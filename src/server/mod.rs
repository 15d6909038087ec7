//! HTTP API for word ladder queries.
//!
//! Routes map one-to-one onto the [`query`](crate::query) functions. The
//! registry is loaded before the listener binds and is shared read-only
//! across requests.

use std::net::SocketAddr;
use std::sync::Arc;

use axum::{
    extract::{Path, State},
    http::StatusCode,
    response::{IntoResponse, Response},
    routing::get,
    Json, Router,
};
use serde::Serialize;
use thiserror::Error;
use tokio::net::TcpListener;
use tower_http::trace::TraceLayer;

use crate::graph::GraphRegistry;
use crate::query::{
    self, ErrorResponse, NeighborsResponse, PathResponse, QueryContext, QueryError,
    ReachableResponse, WordsResponse,
};
use crate::solve::{GraphStats, SearchOrder};

/// Shared state handed to every handler.
pub struct ServerState {
    pub registry: GraphRegistry,
    pub min_length: usize,
    pub max_length: usize,
}

impl ServerState {
    pub fn new(registry: GraphRegistry, min_length: usize, max_length: usize) -> Self {
        Self {
            registry,
            min_length,
            max_length,
        }
    }

    fn query(&self) -> QueryContext<'_> {
        QueryContext::new(&self.registry, self.min_length, self.max_length)
    }
}

type AppState = Arc<ServerState>;

#[derive(Debug, Error)]
pub enum ServerError {
    #[error("failed to bind listener on {addr}: {source}")]
    Bind {
        addr: SocketAddr,
        #[source]
        source: std::io::Error,
    },
    #[error("server error: {0}")]
    Serve(#[source] std::io::Error),
}

/// Bind `addr` and serve until ctrl-c.
pub async fn serve(state: ServerState, addr: SocketAddr) -> Result<(), ServerError> {
    let state = Arc::new(state);
    let app = build_router(Arc::clone(&state));
    let listener = TcpListener::bind(addr)
        .await
        .map_err(|source| ServerError::Bind { addr, source })?;

    tracing::info!(
        %addr,
        words = state.registry.word_count(),
        min_length = state.min_length,
        max_length = state.max_length,
        "word ladder server listening"
    );

    axum::serve(listener, app.into_make_service())
        .with_graceful_shutdown(shutdown_signal())
        .await
        .map_err(ServerError::Serve)?;

    tracing::info!("word ladder server stopped");
    Ok(())
}

pub fn build_router(state: AppState) -> Router {
    Router::new()
        .route("/health", get(health_handler))
        .route("/path/:start/:end", get(path_handler))
        .route("/longpath/:start/:end", get(longpath_handler))
        .route("/neighbors/:word", get(neighbors_handler))
        .route("/reachable/:word", get(reachable_handler))
        .route("/stats/:length", get(stats_handler))
        .route("/words/:length", get(words_handler))
        .with_state(state)
        .layer(TraceLayer::new_for_http())
}

#[derive(Debug, Serialize)]
struct HealthResponse {
    status: &'static str,
    lengths: Vec<usize>,
}

async fn health_handler(State(state): State<AppState>) -> Json<HealthResponse> {
    Json(HealthResponse {
        status: "ok",
        lengths: state
            .registry
            .lengths()
            .filter(|&len| !state.registry.get(len).is_empty())
            .collect(),
    })
}

async fn path_handler(
    State(state): State<AppState>,
    Path((start, end)): Path<(String, String)>,
) -> Result<Json<PathResponse>, AppError> {
    let response = query::ladder_path(&state.query(), &start, &end, SearchOrder::BreadthFirst)?;
    Ok(Json(response))
}

async fn longpath_handler(
    State(state): State<AppState>,
    Path((start, end)): Path<(String, String)>,
) -> Result<Json<PathResponse>, AppError> {
    let response = query::ladder_path(&state.query(), &start, &end, SearchOrder::DepthFirst)?;
    Ok(Json(response))
}

async fn neighbors_handler(
    State(state): State<AppState>,
    Path(word): Path<String>,
) -> Result<Json<NeighborsResponse>, AppError> {
    Ok(Json(query::ladder_neighbors(&state.query(), &word)?))
}

async fn reachable_handler(
    State(state): State<AppState>,
    Path(word): Path<String>,
) -> Result<Json<ReachableResponse>, AppError> {
    Ok(Json(query::ladder_reachable(&state.query(), &word)?))
}

async fn stats_handler(
    State(state): State<AppState>,
    Path(length): Path<String>,
) -> Result<Json<GraphStats>, AppError> {
    Ok(Json(query::ladder_stats(&state.query(), &length)?))
}

async fn words_handler(
    State(state): State<AppState>,
    Path(length): Path<String>,
) -> Result<Json<WordsResponse>, AppError> {
    Ok(Json(query::ladder_words(&state.query(), &length)?))
}

#[derive(Debug, Error)]
#[error(transparent)]
struct AppError(#[from] QueryError);

impl IntoResponse for AppError {
    fn into_response(self) -> Response {
        let status = match self.0 {
            QueryError::NotFound(_) => StatusCode::NOT_FOUND,
            QueryError::UnequalLengths
            | QueryError::LengthOutOfRange { .. }
            | QueryError::MalformedLength => StatusCode::BAD_REQUEST,
        };
        tracing::debug!(%status, error = %self.0, "query rejected");
        let body = Json(ErrorResponse {
            message: self.to_string(),
        });
        (status, body).into_response()
    }
}

async fn shutdown_signal() {
    match tokio::signal::ctrl_c().await {
        Ok(()) => tracing::info!("shutdown signal received"),
        Err(err) => tracing::error!(?err, "failed to listen for shutdown signal"),
    }
}

#[cfg(test)]
mod tests {
    use super::*;
    use crate::graph::build;
    use axum::body::{to_bytes, Body};
    use axum::http::Request;
    use serde_json::Value;
    use tower::ServiceExt;

    fn app() -> Router {
        let mut registry = GraphRegistry::new();
        registry.insert(3, build(&["cat", "bat", "bag", "bog", "dog", "emu"]));
        build_router(Arc::new(ServerState::new(registry, 1, 8)))
    }

    async fn get_json(uri: &str) -> (StatusCode, Value) {
        let response = app()
            .oneshot(Request::builder().uri(uri).body(Body::empty()).unwrap())
            .await
            .unwrap();
        let status = response.status();
        let bytes = to_bytes(response.into_body(), usize::MAX).await.unwrap();
        (status, serde_json::from_slice(&bytes).unwrap())
    }

    #[tokio::test]
    async fn test_path_route() {
        let (status, body) = get_json("/path/cat/DOG").await;
        assert_eq!(status, StatusCode::OK);
        assert_eq!(body["length"], 5);
        assert_eq!(body["path"][0], "cat");
        assert_eq!(body["path"][4], "dog");
    }

    #[tokio::test]
    async fn test_longpath_without_route() {
        let (status, body) = get_json("/longpath/cat/emu").await;
        assert_eq!(status, StatusCode::OK);
        assert_eq!(body["length"], 0);
        assert!(body["path"].is_null());
    }

    #[tokio::test]
    async fn test_path_unequal_lengths() {
        let (status, body) = get_json("/path/cat/cold").await;
        assert_eq!(status, StatusCode::BAD_REQUEST);
        assert_eq!(body["message"], "Please provide two equal length words.");
    }

    #[tokio::test]
    async fn test_neighbors_not_found() {
        let (status, body) = get_json("/neighbors/zzz").await;
        assert_eq!(status, StatusCode::NOT_FOUND);
        assert_eq!(body["message"], "Starting word <zzz> not found in dictionary.");
    }

    #[tokio::test]
    async fn test_neighbors_route() {
        let (status, body) = get_json("/neighbors/bat").await;
        assert_eq!(status, StatusCode::OK);
        assert_eq!(body["length"], 2);
        assert_eq!(body["neighbors"][0], "cat");
    }

    #[tokio::test]
    async fn test_reachable_route() {
        let (status, body) = get_json("/reachable/dog").await;
        assert_eq!(status, StatusCode::OK);
        assert_eq!(body["count"], 5);
        assert!(body["percent_of_graph"].as_f64().unwrap() > 83.0);
    }

    #[tokio::test]
    async fn test_stats_route() {
        let (status, body) = get_json("/stats/3").await;
        assert_eq!(status, StatusCode::OK);
        assert_eq!(body["nodes"], 6);
        assert_eq!(body["edges"], 8);
        assert_eq!(body["singletons"]["words"][0], "emu");
    }

    #[tokio::test]
    async fn test_length_errors() {
        let (status, body) = get_json("/stats/abc").await;
        assert_eq!(status, StatusCode::BAD_REQUEST);
        assert_eq!(body["message"], "Please provide an integer word length.");

        let (status, body) = get_json("/words/12").await;
        assert_eq!(status, StatusCode::BAD_REQUEST);
        assert_eq!(body["message"], "Please provide a word of length >= 1 and <= 8.");
    }

    #[tokio::test]
    async fn test_words_route() {
        let (status, body) = get_json("/words/3").await;
        assert_eq!(status, StatusCode::OK);
        assert_eq!(body["count"], 6);
    }

    #[tokio::test]
    async fn test_health_lists_loaded_lengths() {
        let (status, body) = get_json("/health").await;
        assert_eq!(status, StatusCode::OK);
        assert_eq!(body["status"], "ok");
        assert_eq!(body["lengths"], serde_json::json!([3]));
    }
}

....

What you should do
Which lines of the records above hold the word "Result"? Copy each one out.

Solution for this task
pub async fn serve(state: ServerState, addr: SocketAddr) -> Result<(), ServerError> {
) -> Result<Json<PathResponse>, AppError> {
) -> Result<Json<PathResponse>, AppError> {
) -> Result<Json<NeighborsResponse>, AppError> {
) -> Result<Json<ReachableResponse>, AppError> {
) -> Result<Json<GraphStats>, AppError> {
) -> Result<Json<WordsResponse>, AppError> {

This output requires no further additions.